• [Exercise description] Search the listing below for the string "equilibrated" and copy every line where it occurs.
+--
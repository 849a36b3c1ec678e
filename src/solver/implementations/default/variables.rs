#![allow(non_snake_case)]

use super::*;
use crate::algebra::*;
use crate::solver::core::traits::Variables;
use std::iter::zip;

// bounds on the per-constraint step parameter
pub(crate) const RHO_MIN: f64 = 1e-6;
pub(crate) const RHO_MAX: f64 = 1e6;

// ---------------
// Variables type for the default problem format
// ---------------

/// Standard-form solver type implementing the [`Variables`](crate::solver::core::traits::Variables) trait.
///
/// All iterates are stored in the equilibrated space.
pub struct DefaultVariables<T> {
    /// primal variables
    pub x: Vec<T>,
    /// projected constraint variables
    pub z: Vec<T>,
    /// dual variables
    pub y: Vec<T>,

    // linear system solution (xtilde, ztilde) for the current iteration.
    // The leading n entries double as the warm start for the next
    // iterative solve.
    pub(crate) xz_tilde: Vec<T>,

    // previous constraint iterate
    pub(crate) z_prev: Vec<T>,

    // change in (x, y) over the latest termination-check window,
    // for infeasibility certificates
    pub(crate) delta_x: Vec<T>,
    pub(crate) delta_y: Vec<T>,

    // scalar step parameter estimate and its per-constraint expansion
    pub(crate) rho: T,
    pub(crate) rho_vec: Vec<T>,
    pub(crate) rho_inv_vec: Vec<T>,

    n: usize,
    m: usize,
}

impl<T> DefaultVariables<T>
where
    T: FloatT,
{
    pub fn new(n: usize, m: usize) -> Self {
        Self {
            x: vec![T::zero(); n],
            z: vec![T::zero(); m],
            y: vec![T::zero(); m],
            xz_tilde: vec![T::zero(); n + m],
            z_prev: vec![T::zero(); m],
            delta_x: vec![T::zero(); n],
            delta_y: vec![T::zero(); m],
            rho: T::zero(),
            rho_vec: vec![T::zero(); m],
            rho_inv_vec: vec![T::zero(); m],
            n,
            m,
        }
    }
}

impl<T> Variables<T> for DefaultVariables<T>
where
    T: FloatT,
{
    type D = DefaultProblemData<T>;
    type SE = DefaultSettings<T>;

    fn reset(&mut self) {
        self.x.fill(T::zero());
        self.z.fill(T::zero());
        self.y.fill(T::zero());
        self.xz_tilde.fill(T::zero());
        self.z_prev.fill(T::zero());
    }

    fn shift_prev(&mut self) {
        self.z_prev.copy_from(&self.z);
    }

    // x ← αxtilde + (1−α)x
    fn over_relax_x(&mut self, α: T) {
        let xtilde = &self.xz_tilde[0..self.n];
        self.x.axpby(α, xtilde, T::one() - α);
    }

    // z ← Π(αztilde + (1−α)z_prev + R⁻¹y), with Π the elementwise
    // projection onto [l, u].   Infinite bounds disable their side.
    fn project_z(&mut self, data: &Self::D, α: T) {
        let ztilde = &self.xz_tilde[self.n..];
        let one_minus_α = T::one() - α;

        for i in 0..self.m {
            let v = α * ztilde[i] + one_minus_α * self.z_prev[i] + self.rho_inv_vec[i] * self.y[i];
            self.z[i] = T::min(T::max(v, data.l[i]), data.u[i]);
        }
    }

    // y ← y + R(αztilde + (1−α)z_prev − z)
    fn update_y(&mut self, α: T) {
        let ztilde = &self.xz_tilde[self.n..];
        let one_minus_α = T::one() - α;

        for i in 0..self.m {
            self.y[i] += self.rho_vec[i] * (α * ztilde[i] + one_minus_α * self.z_prev[i] - self.z[i]);
        }
    }

    fn save_deltas(&mut self, prev: &Self) {
        self.delta_x.waxpby(T::one(), &self.x, -T::one(), &prev.x);
        self.delta_y.waxpby(T::one(), &self.y, -T::one(), &prev.y);
    }

    // rebuild rho_vec from a new scalar estimate.   Equality rows are
    // weighted up; rows with no finite bound are pinned at the lower
    // limit so that they do not dominate AᵀRA.
    fn update_rho_vec(&mut self, ρ: T, data: &Self::D, settings: &Self::SE) {
        let ρ_min: T = RHO_MIN.as_T();
        let ρ_max: T = RHO_MAX.as_T();

        self.rho = ρ.clip(ρ_min, ρ_max);

        for i in 0..self.m {
            self.rho_vec[i] = if data.is_loose_row(i) {
                ρ_min
            } else if data.is_equality_row(i) {
                (settings.rho_eq_scale * self.rho).clip(ρ_min, ρ_max)
            } else {
                self.rho
            };
        }
        self.rho_inv_vec.scalarop_from(T::recip, &self.rho_vec);
    }

    fn rho(&self) -> T {
        self.rho
    }

    fn copy_from(&mut self, src: &Self) {
        self.x.copy_from(&src.x);
        self.z.copy_from(&src.z);
        self.y.copy_from(&src.y);
    }

    fn is_finite(&self) -> bool {
        self.x.is_finite() && self.z.is_finite() && self.y.is_finite()
    }
}

impl<T> DefaultVariables<T>
where
    T: FloatT,
{
    // warm start entry point: adopt user (x, y), in user space, and
    // set z = Ax to match
    pub(crate) fn initialize_from(
        &mut self,
        data: &DefaultProblemData<T>,
        x: Option<&[T]>,
        y: Option<&[T]>,
    ) {
        let equil = &data.equilibration;

        if let Some(x) = x {
            // xs = D⁻¹x
            for (xs, (x, dinv)) in zip(&mut self.x, zip(x, &equil.dinv)) {
                *xs = *x * *dinv;
            }
        }
        if let Some(y) = y {
            // ys = cE⁻¹y
            for (ys, (y, einv)) in zip(&mut self.y, zip(y, &equil.einv)) {
                *ys = *y * *einv * equil.c;
            }
        }

        // z = Ax in the equilibrated space
        data.A.gemv(&mut self.z, &self.x, T::one(), T::zero());
    }
}

#[cfg(test)]
mod test {
    use super::*;
    use crate::solver::core::traits::Variables as VariablesTrait;

    fn test_data() -> DefaultProblemData<f64> {
        let P = CscMatrix::identity(2);
        let A = CscMatrix::from(&[
            [1., 0.], //
            [0., 1.], //
            [1., 1.], //
        ]);
        let q = vec![0., 0.];
        let l = vec![0., -f64::INFINITY, 1.];
        let u = vec![0., f64::INFINITY, 2.];
        DefaultProblemData::new(&P, &q, &A, &l, &u)
    }

    #[test]
    fn test_rho_vec_row_classes() {
        let data = test_data();
        let settings = DefaultSettings::<f64>::default();
        let mut vars = DefaultVariables::<f64>::new(2, 3);

        vars.update_rho_vec(0.1, &data, &settings);

        assert_eq!(vars.rho, 0.1);
        assert_eq!(vars.rho_vec[0], 100.); // equality row: 1e3 * ρ
        assert_eq!(vars.rho_vec[1], RHO_MIN); // loose row
        assert_eq!(vars.rho_vec[2], 0.1); // interval row
        assert_eq!(vars.rho_inv_vec[2], 10.);
    }

    #[test]
    fn test_projection_respects_infinite_bounds() {
        let data = test_data();
        let settings = DefaultSettings::<f64>::default();
        let mut vars = DefaultVariables::<f64>::new(2, 3);
        vars.update_rho_vec(0.1, &data, &settings);

        // α = 1 so that z = Π(ztilde + R⁻¹y), with y = 0
        vars.xz_tilde[2..].copy_from_slice(&[5., -7., 1.5]);
        vars.project_z(&data, 1.0);

        assert_eq!(vars.z[0], 0.); // clipped to the equality value
        assert_eq!(vars.z[1], -7.); // loose row passes through
        assert_eq!(vars.z[2], 1.5); // interior point unchanged
    }
}
// All internal math for the solver goes through these core traits,
// which are implemented generically for floats of type FloatT.

/// Scalar operations on [`FloatT`](crate::algebra::FloatT)
pub trait ScalarMath {
    /// Applies a threshold value.
    ///
    /// Restricts the value to be at least `min_thresh` and at most `max_thresh`.
    fn clip(&self, min_thresh: Self, max_thresh: Self) -> Self;
}

/// Vector operations on slices of [`FloatT`](crate::algebra::FloatT)
pub trait VectorMath {
    type T;

    /// Copy values from `src` to `self`
    fn copy_from(&mut self, src: &Self) -> &mut Self;

    /// Make a new vector from a subset of elements
    fn select(&self, index: &[bool]) -> Vec<Self::T>;

    /// Apply an elementwise operation on a vector.
    fn scalarop(&mut self, op: impl Fn(Self::T) -> Self::T) -> &mut Self;

    /// Apply an elementwise operation to `v` and assign the
    /// results to `self`.
    fn scalarop_from(&mut self, op: impl Fn(Self::T) -> Self::T, v: &Self) -> &mut Self;

    /// set all elements to the same value
    fn set(&mut self, c: Self::T) -> &mut Self;

    /// Elementwise scaling.
    fn scale(&mut self, c: Self::T) -> &mut Self;

    /// Elementwise reciprocal.
    fn recip(&mut self) -> &mut Self;

    /// Elementwise inverse square root.
    fn rsqrt(&mut self) -> &mut Self;

    /// Elementwise negation of entries.
    fn negate(&mut self) -> &mut Self;

    /// Elementwise scaling by another vector. Produces `self[i] = self[i] * y[i]`
    fn hadamard(&mut self, y: &Self) -> &mut Self;

    /// Elementwise division by another vector. Produces `self[i] = self[i] / y[i]`
    fn quotient(&mut self, y: &Self) -> &mut Self;

    /// Vector version of [clip](crate::algebra::ScalarMath::clip)
    fn clip(&mut self, min_thresh: Self::T, max_thresh: Self::T) -> &mut Self;

    /// Dot product
    fn dot(&self, y: &Self) -> Self::T;

    /// Standard Euclidian or 2-norm distance from `self` to `y`
    fn dist(&self, y: &Self) -> Self::T;

    /// Sum of elements.
    fn sum(&self) -> Self::T;

    /// Sum of squares of the elements.
    fn sumsq(&self) -> Self::T;

    /// 2-norm
    fn norm(&self) -> Self::T;

    /// Infinity norm
    fn norm_inf(&self) -> Self::T;

    /// Inf-norm of an elementwise scaling of `self` by `v`
    fn norm_inf_scaled(&self, v: &Self) -> Self::T;

    /// Inf-norm of vector difference
    fn norm_inf_diff(&self, b: &Self) -> Self::T;

    /// Mean value in vector
    fn mean(&self) -> Self::T;

    /// Checks if all elements are finite, i.e. no Infs or NaNs
    fn is_finite(&self) -> bool;

    //blas-like vector ops
    //--------------------

    /// BLAS-like shift and scale in place.  Produces `self = a*x+b*self`
    fn axpby(&mut self, a: Self::T, x: &Self, b: Self::T) -> &mut Self;

    /// BLAS-like shift and scale, non in-place version.  Produces `self = a*x+b*y`
    fn waxpby(&mut self, a: Self::T, x: &Self, b: Self::T, y: &Self) -> &mut Self;
}

/// Multiplication of a matrix-like object by a dense vector
pub(crate) trait MatrixVectorMultiply {
    type T;

    /// BLAS-like general matrix-vector multiply.  Produces `y = a*self*x + b*y`
    fn gemv(&self, y: &mut [Self::T], x: &[Self::T], a: Self::T, b: Self::T);
}

pub(crate) trait SymMatrixVectorMultiply {
    type T;

    /// BLAS-like symmetric matrix-vector multiply.  Produces `y = a*self*x + b*y`.
    /// The matrix source data should be triu.
    fn symv(&self, y: &mut [Self::T], x: &[Self::T], a: Self::T, b: Self::T);
}

/// Read-only operations on matrices of [`FloatT`](crate::algebra::FloatT)
pub trait MatrixMath {
    type T;

    /// Compute columnwise infinity norm operations on
    /// a matrix and assign the results to the vector `norms`
    fn col_norms(&self, norms: &mut [Self::T]);

    /// Compute columnwise infinity norm operations on
    /// a matrix and assign the results to the vector `norms`.
    /// In the `no_reset` version of this function, if `norms[i]`
    /// is already larger than the norm of the $i^{th}$ column, then
    /// its value is not changed
    fn col_norms_no_reset(&self, norms: &mut [Self::T]);

    /// Compute columnwise infinity norm operations on
    /// a symmetric matrix in triu storage
    fn col_norms_sym(&self, norms: &mut [Self::T]);

    /// Compute columnwise infinity norm operations on
    /// a symmetric matrix in triu storage, without reset
    fn col_norms_sym_no_reset(&self, norms: &mut [Self::T]);

    /// Compute rowwise infinity norm operations on
    /// a matrix and assign the results to the vector `norms`
    fn row_norms(&self, norms: &mut [Self::T]);

    /// Compute rowwise infinity norm operations on
    /// a matrix without reset
    fn row_norms_no_reset(&self, norms: &mut [Self::T]);

    /// Quadratic form for a symmetric matrix.  Assumes that the
    /// matrix `M = self` is in upper triangular form, and produces
    /// `y^T*M*x`
    fn quad_form(&self, y: &[Self::T], x: &[Self::T]) -> Self::T;
}

/// Mutating operations on matrices of [`FloatT`](crate::algebra::FloatT)
pub trait MatrixMathMut {
    type T;

    /// Elementwise scaling
    fn scale(&mut self, c: Self::T);

    /// Left and right multiply the matrix self by diagonal matrices,
    /// producing `A = Diagonal(l)*A*Diagonal(r)`
    fn lrscale(&mut self, l: &[Self::T], r: &[Self::T]);
}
+--
• [Exercise result]
/// All iterates are stored in the equilibrated space.
        // z = Ax in the equilibrated space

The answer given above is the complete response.